Einen ersten Versuch hat hierfür der wissenschaftliche Dienst des Bundestages übernommen. Wie die WELT berichtet, der die Ergebnisse vorliegen, sammelt der Dienst die entstandenen „Ist-Kosten“ infolge der Flüchtlingskrise. Seit Anfang März liegen die Zahlen aus vier Bundesländern“ vor. Bayern, Schleswig-Holstein, Berlin und Hessen haben etwa ein Drittel aller Asylbewerber aufgenommen. Insgesamt haben sie 2016 zirka 7,9 Mrd. € für die Bewältigung der Flüchtlingskrise ausgegeben.

Auf alle Bundesländer hochgerechnet bedeutet dies Kosten im Umfang von rund 23 Milliarden € im Jahr 2016. Damit sind alleine diese Kosten höher als der gesamte Betrag, der im Bundeshalt für die Flüchtlinge 2016 veranschlagt wurde. Dementsprechend dürften sich auch die Kosten für 2017 weitaus stärker erhöhen als veranschlagt wurde.

Flüchtlingsfinanzierung: Vom Bund zu den Kommunen

Die Bundesländer hatten sich bei ihrer Kostenkalkulation so stark verschätzt, weil die genauen Flüchtlingszahlen nicht vorlagen. Von daher fallen nun die tatsächlichen Kosten weitaus höher aus als erwartet. Dies liegt auch daran, weil die Rückführungsquoten der abgelehnten Asylbewerber unter den Erwartungen blieben.
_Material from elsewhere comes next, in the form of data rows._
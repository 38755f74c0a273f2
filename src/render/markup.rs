//! Line-oriented sequence diagram markup (PlantUML dialect).

use std::fmt;

use crate::interaction::GroupKind;

/// Accumulates diagram markup, one statement per line.
#[derive(Debug, Clone, Default, PartialEq, Eq)]
pub struct Markup {
    text: String,
}

impl Markup {
    pub fn new() -> Self {
        Self::default()
    }

    pub fn is_empty(&self) -> bool {
        self.text.is_empty()
    }

    pub fn as_str(&self) -> &str {
        &self.text
    }

    pub fn into_string(self) -> String {
        self.text
    }

    /// Append a raw line.
    pub fn line(&mut self, line: &str) {
        self.text.push_str(line);
        self.text.push('\n');
    }

    /// Append markup rendered elsewhere.
    pub fn append(&mut self, other: &Markup) {
        self.text.push_str(&other.text);
    }

    pub fn start(&mut self) {
        self.line("@startuml");
    }

    pub fn end(&mut self) {
        self.line("@enduml");
    }

    pub fn skin_parameter(&mut self, name: &str, value: &str) {
        self.line(&format!("skinparam {} {}", name, value));
    }

    pub fn participant(&mut self, id: &str) {
        self.line(&format!("participant {}", id));
    }

    /// `source -[color]> target : label`
    pub fn arrow(&mut self, source: &str, color: &str, target: &str, label: &str) {
        self.line(&format!("{} -[{}]> {} : {}", source, color, target, label));
    }

    pub fn activate(&mut self, id: &str) {
        self.line(&format!("activate {}", id));
    }

    pub fn deactivate(&mut self, id: &str) {
        self.line(&format!("deactivate {}", id));
    }

    /// Plain `alt` header.
    pub fn alt_start(&mut self, label: &str) {
        self.line(&with_label("alt", label));
    }

    /// `group <kind> [label]` header. Switch groups open with an `else` line
    /// carrying the first case label.
    pub fn group_start(&mut self, kind: GroupKind, label: &str) {
        let header = format!("group {}", kind.header_name());
        match kind {
            GroupKind::Case | GroupKind::Switch => {
                self.line(&header);
                self.else_start(label);
            }
            GroupKind::If | GroupKind::ForEach => {
                if label.is_empty() {
                    self.line(&header);
                } else {
                    self.line(&format!("{} [{}]", header, label));
                }
            }
        }
    }

    pub fn else_start(&mut self, label: &str) {
        self.line(&with_label("else", label));
    }

    pub fn group_end(&mut self) {
        self.line("end");
    }
}

impl fmt::Display for Markup {
    fn fmt(&self, f: &mut fmt::Formatter<'_>) -> fmt::Result {
        f.write_str(&self.text)
    }
}

fn with_label(keyword: &str, label: &str) -> String {
    if label.trim().is_empty() {
        keyword.to_string()
    } else {
        format!("{} {}", keyword, label)
    }
}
Denn auch abgelehnte Asylbewerber verursachen Kosten, solange die Abschiebung nicht durchgezogen wird.

Die Bundesregierung fördert inzwischen finanziell die freiwillige Rückkehr der Flüchtlinge in ihre Heimatländer. Doch ist fraglich, wie hoch so eine Zahlung ausfallen muss, damit Menschen, die aufgrund von Krieg und einer unsicheren Zukunft ihr altes Leben aufgegeben haben, in dieses wieder zurückkehren wollen. Bislang bleibt dieses Programm auch hinter den Erwartungen zurück.
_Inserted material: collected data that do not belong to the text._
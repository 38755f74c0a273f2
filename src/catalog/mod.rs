//! Read-only catalog of analyzed types.
//!
//! The catalog is produced by an external analyzer and handed to us as JSON.
//! It is never mutated after loading, so a single instance can be shared by
//! any number of concurrent extraction requests.
//!
//! # Architecture
//!
//! ```text
//! ┌─────────────────┐     ┌──────────────┐     ┌───────────────┐
//! │ analyzed.json   │────▶│ Catalog      │────▶│ Extractor     │
//! └─────────────────┘     │ (TypeCatalog)│     │ (per message) │
//!                         └──────────────┘     └───────────────┘
//! ```
//!
//! Components that only query the model depend on the [`TypeCatalog`] trait
//! so tests can supply small synthetic catalogs.

#[cfg(test)]
pub(crate) mod fixtures;
mod model;
pub mod statements;

use std::collections::{HashMap, HashSet};
use std::fs;
use std::path::Path;

pub use model::{
    strip_generics, ArgumentDescription, AttributeDescription, Block, FieldDescription,
    ForEachStatement, IfSection, IfStatement, Invocation, MethodDescription, ParameterDescription,
    PropertyDescription, Statement, SwitchSection, SwitchStatement, TypeDescription, TypeKind,
};

use crate::error::Result;

/// Query interface over an analyzed model.
///
/// # Thread Safety
///
/// Implementations must be immutable for the duration of a request; they are
/// shared across threads when rendering many messages at once.
pub trait TypeCatalog: Send + Sync {
    /// All known types, in catalog order.
    fn types(&self) -> &[TypeDescription];

    /// Look up a type by full name, falling back to the first type with a
    /// matching short name.
    fn lookup(&self, name: &str) -> Option<&TypeDescription>;

    /// Whether `ty` derives from or implements `full_name`, following base
    /// types transitively through the catalog. A type does not implement itself.
    fn implements_type(&self, ty: &TypeDescription, full_name: &str) -> bool {
        self.implements_matching(ty, &|base: &str| base == full_name)
    }

    /// Like [`implements_type`](Self::implements_type) but matches any base type
    /// starting with `prefix` (used for generic families such as `AggregateRoot<`).
    fn implements_type_with_prefix(&self, ty: &TypeDescription, prefix: &str) -> bool {
        self.implements_matching(ty, &|base: &str| base.starts_with(prefix))
    }

    #[doc(hidden)]
    fn implements_matching(&self, ty: &TypeDescription, matches: &dyn Fn(&str) -> bool) -> bool {
        let mut visited: HashSet<&str> = HashSet::new();
        let mut pending: Vec<&str> = ty.base_types.iter().map(String::as_str).collect();

        while let Some(base) = pending.pop() {
            if !visited.insert(base) {
                continue;
            }
            if matches(base) {
                return true;
            }
            // Base types are stored with generic arguments; resolve the open type.
            let resolved = self
                .lookup_exact(base)
                .or_else(|| self.lookup_exact(strip_generics(base)));
            if let Some(parent) = resolved {
                pending.extend(parent.base_types.iter().map(String::as_str));
            }
        }

        false
    }

    /// Look up a type by full name only.
    fn lookup_exact(&self, full_name: &str) -> Option<&TypeDescription> {
        self.types().iter().find(|t| t.full_name == full_name)
    }

    /// All types implementing `full_name`, in catalog order.
    fn implementations_of(&self, full_name: &str) -> Vec<&TypeDescription> {
        self.types()
            .iter()
            .filter(|t| self.implements_type(t, full_name))
            .collect()
    }
}

/// In-memory catalog backed by a vector of types with name indexes.
#[derive(Debug, Clone, Default)]
pub struct Catalog {
    types: Vec<TypeDescription>,
    /// Full name -> index of first type with that name.
    by_full_name: HashMap<String, usize>,
    /// Short name -> index of first type with that name.
    by_name: HashMap<String, usize>,
}

impl Catalog {
    pub fn new(types: Vec<TypeDescription>) -> Self {
        let mut by_full_name = HashMap::new();
        let mut by_name = HashMap::new();
        for (idx, ty) in types.iter().enumerate() {
            by_full_name.entry(ty.full_name.clone()).or_insert(idx);
            by_name.entry(ty.name().to_string()).or_insert(idx);
        }

        Self {
            types,
            by_full_name,
            by_name,
        }
    }

    /// Parse a catalog from the analyzer's JSON output (an array of types).
    pub fn from_json(content: &str) -> Result<Self> {
        let types: Vec<TypeDescription> = serde_json::from_str(content)?;
        Ok(Self::new(types))
    }

    /// Load a catalog from a JSON file.
    pub fn load<P: AsRef<Path>>(path: P) -> Result<Self> {
        let content = fs::read_to_string(path.as_ref())?;
        let catalog = Self::from_json(&content)?;
        log::info!(
            "Loaded {} types from {}",
            catalog.len(),
            path.as_ref().display()
        );
        Ok(catalog)
    }

    pub fn len(&self) -> usize {
        self.types.len()
    }

    pub fn is_empty(&self) -> bool {
        self.types.is_empty()
    }
}

impl TypeCatalog for Catalog {
    fn types(&self) -> &[TypeDescription] {
        &self.types
    }

    fn lookup(&self, name: &str) -> Option<&TypeDescription> {
        self.by_full_name
            .get(name)
            .or_else(|| self.by_name.get(name))
            .map(|&idx| &self.types[idx])
    }

    fn lookup_exact(&self, full_name: &str) -> Option<&TypeDescription> {
        self.by_full_name.get(full_name).map(|&idx| &self.types[idx])
    }
}
//! Choreodoc CLI entry point.

use clap::Parser;
use choreodoc::cli::{self, Cli, Commands, EXIT_ERROR};

fn main() {
    let cli = Cli::parse();
    cli::init_logging(cli.verbose);

    let result = match &cli.command {
        Commands::Render(args) => cli::run_render(args),
        Commands::List(args) => cli::run_list(args),
        Commands::Init(args) => cli::run_init(args),
    };

    let exit_code = match result {
        Ok(code) => code,
        Err(e) => {
            eprintln!("Error: {:#}", e);
            EXIT_ERROR
        }
    };

    std::process::exit(exit_code);
}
Da die Integration der Flüchtlinge vor Ort passiert, ist es wichtig, dass die bereitgestellten Mittel aus dem Bundeshaushalt auch direkt bei den Kommunen ankommen. Vereinbart ist jetzt, dass der Bund den Ländern bis 2018 jährlich eine Integrationspauschale von zwei Milliarden € überweist. Eine Milliarde wird für den Wohnungsbau aufgewendet und die Unterbringungskosten mit 2,6 Mrd. € gefördert. Es liegt nun an den jeweiligen Bundesländern, dass diese Mittel auch dort ankommen, wo sie dringend benötigt werden.